Tuesday, February 10, 2009

Not a Good Sign

The markets are not reacting favorably to Geithner's plan to fix the markets. As of this writing they are down below 8,000 or down 288. Losses on the Dow were down as far as 312 at one point. We'll see what the rest of the day brings but initial indications are that the Administration missed the target.

Here is the NY Times summary of the plan. Below are the main points.

  • A new program, jointly run by the Treasury and the Federal Reserve, with financing from private investors, to buy up hard-to-sell assets that have bogged down banks and financial institutions for the past year. The program, often described as a “bad bank,” is expected to spend $250 billion to $500 billion.

  • Direct capital injections into banks, which would come out of the remaining $350 billion in the Treasury’s rescue program.

  • A vast expansion of lending program that the Treasury and Federal Reserve had already announced, which is aimed at financing consumer loans. The two agencies had originally announced their intention to finance as much as $200 billion in loans for student loans, car loans and credit card debt. Instead the program will be expanded to as much as $1 trillion.

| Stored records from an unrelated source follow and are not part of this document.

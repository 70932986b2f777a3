//! Host-supplied physics kernel
//!
//! The host passes a C function pointer and an opaque `user_data` pointer.
//! Each active column is marshalled into a [`SnowColumnRecord`], handed to the
//! callback with a [`SnowKernelStep`], and read back when the callback returns
//! zero.

use crate::records::{
    records_from_schedule, SnowColumnRecord, SnowForcingSample, SnowPrecipSample, SnowSiteParams,
    SnowTimestepRecord,
};
use snowgrid_core::{ColumnState, KernelError, KernelStep, PhysicsKernel};
use std::ffi::c_void;
use std::ptr;

/// Per-call inputs handed to a kernel callback.
#[repr(C)]
#[derive(Debug, Clone, Copy)]
pub struct SnowKernelStep {
    /// Column index within the host arrays
    pub index: usize,
    pub input1: SnowForcingSample,
    pub input2: SnowForcingSample,
    pub precip: SnowPrecipSample,
    /// Non-zero when `precip.precip_mass > 0`
    pub precip_now: i32,
    /// Site air pressure (Pa)
    pub air_pressure: f64,
    pub params: SnowSiteParams,
    pub tstep_info: [SnowTimestepRecord; 4],
}

/// Single-column kernel callback.
///
/// Must advance `column` through one data interval and return 0, or return a
/// non-zero status on failure. Called concurrently from several worker
/// threads with distinct `column` pointers and the same `user_data`.
pub type SnowKernelFn = Option<
    unsafe extern "C" fn(
        column: *mut SnowColumnRecord,
        step: *const SnowKernelStep,
        user_data: *mut c_void,
    ) -> i32,
>;

type RawKernelFn =
    unsafe extern "C" fn(*mut SnowColumnRecord, *const SnowKernelStep, *mut c_void) -> i32;

/// [`PhysicsKernel`] backed by a C callback
pub(crate) struct FfiKernel {
    func: RawKernelFn,
    user_data: *mut c_void,
}

// SAFETY: `snowgrid_run_step` requires the callback to be reentrant and
// `user_data` to be safe to share across the worker threads for the whole
// call. The pointer itself is never dereferenced on the Rust side.
unsafe impl Send for FfiKernel {}
unsafe impl Sync for FfiKernel {}

impl FfiKernel {
    pub(crate) fn new(func: RawKernelFn, user_data: *mut c_void) -> Self {
        Self { func, user_data }
    }
}

impl PhysicsKernel for FfiKernel {
    fn advance(&self, column: &mut ColumnState, step: &KernelStep<'_>) -> Result<(), KernelError> {
        let mut record = SnowColumnRecord::from_state(column);
        let ffi_step = SnowKernelStep {
            index: step.index,
            input1: SnowForcingSample::from(&step.forcing.start),
            input2: SnowForcingSample::from(&step.forcing.end),
            precip: SnowPrecipSample::from(&step.precip),
            precip_now: i32::from(step.precip_now),
            air_pressure: step.air_pressure,
            params: SnowSiteParams::from(step.params),
            tstep_info: records_from_schedule(step.schedule),
        };

        let status = unsafe {
            (self.func)(
                ptr::from_mut(&mut record),
                ptr::from_ref(&ffi_step),
                self.user_data,
            )
        };
        if status != 0 {
            return Err(KernelError::Code(status));
        }

        *column = record.to_state();
        Ok(())
    }
}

  • A separate $50 billion initiative to enable millions of homeowners facing imminent foreclosure to renegotiate the terms of their mortgages is to be announced next week.

What is not addressed are the conditions for further support of the already insolvent banks and what the impact on current management are. I don't see enough pain here and the fact that the markets aren't impressed is a bad sign. We'll have to wait and see more analysis but people smarter than I.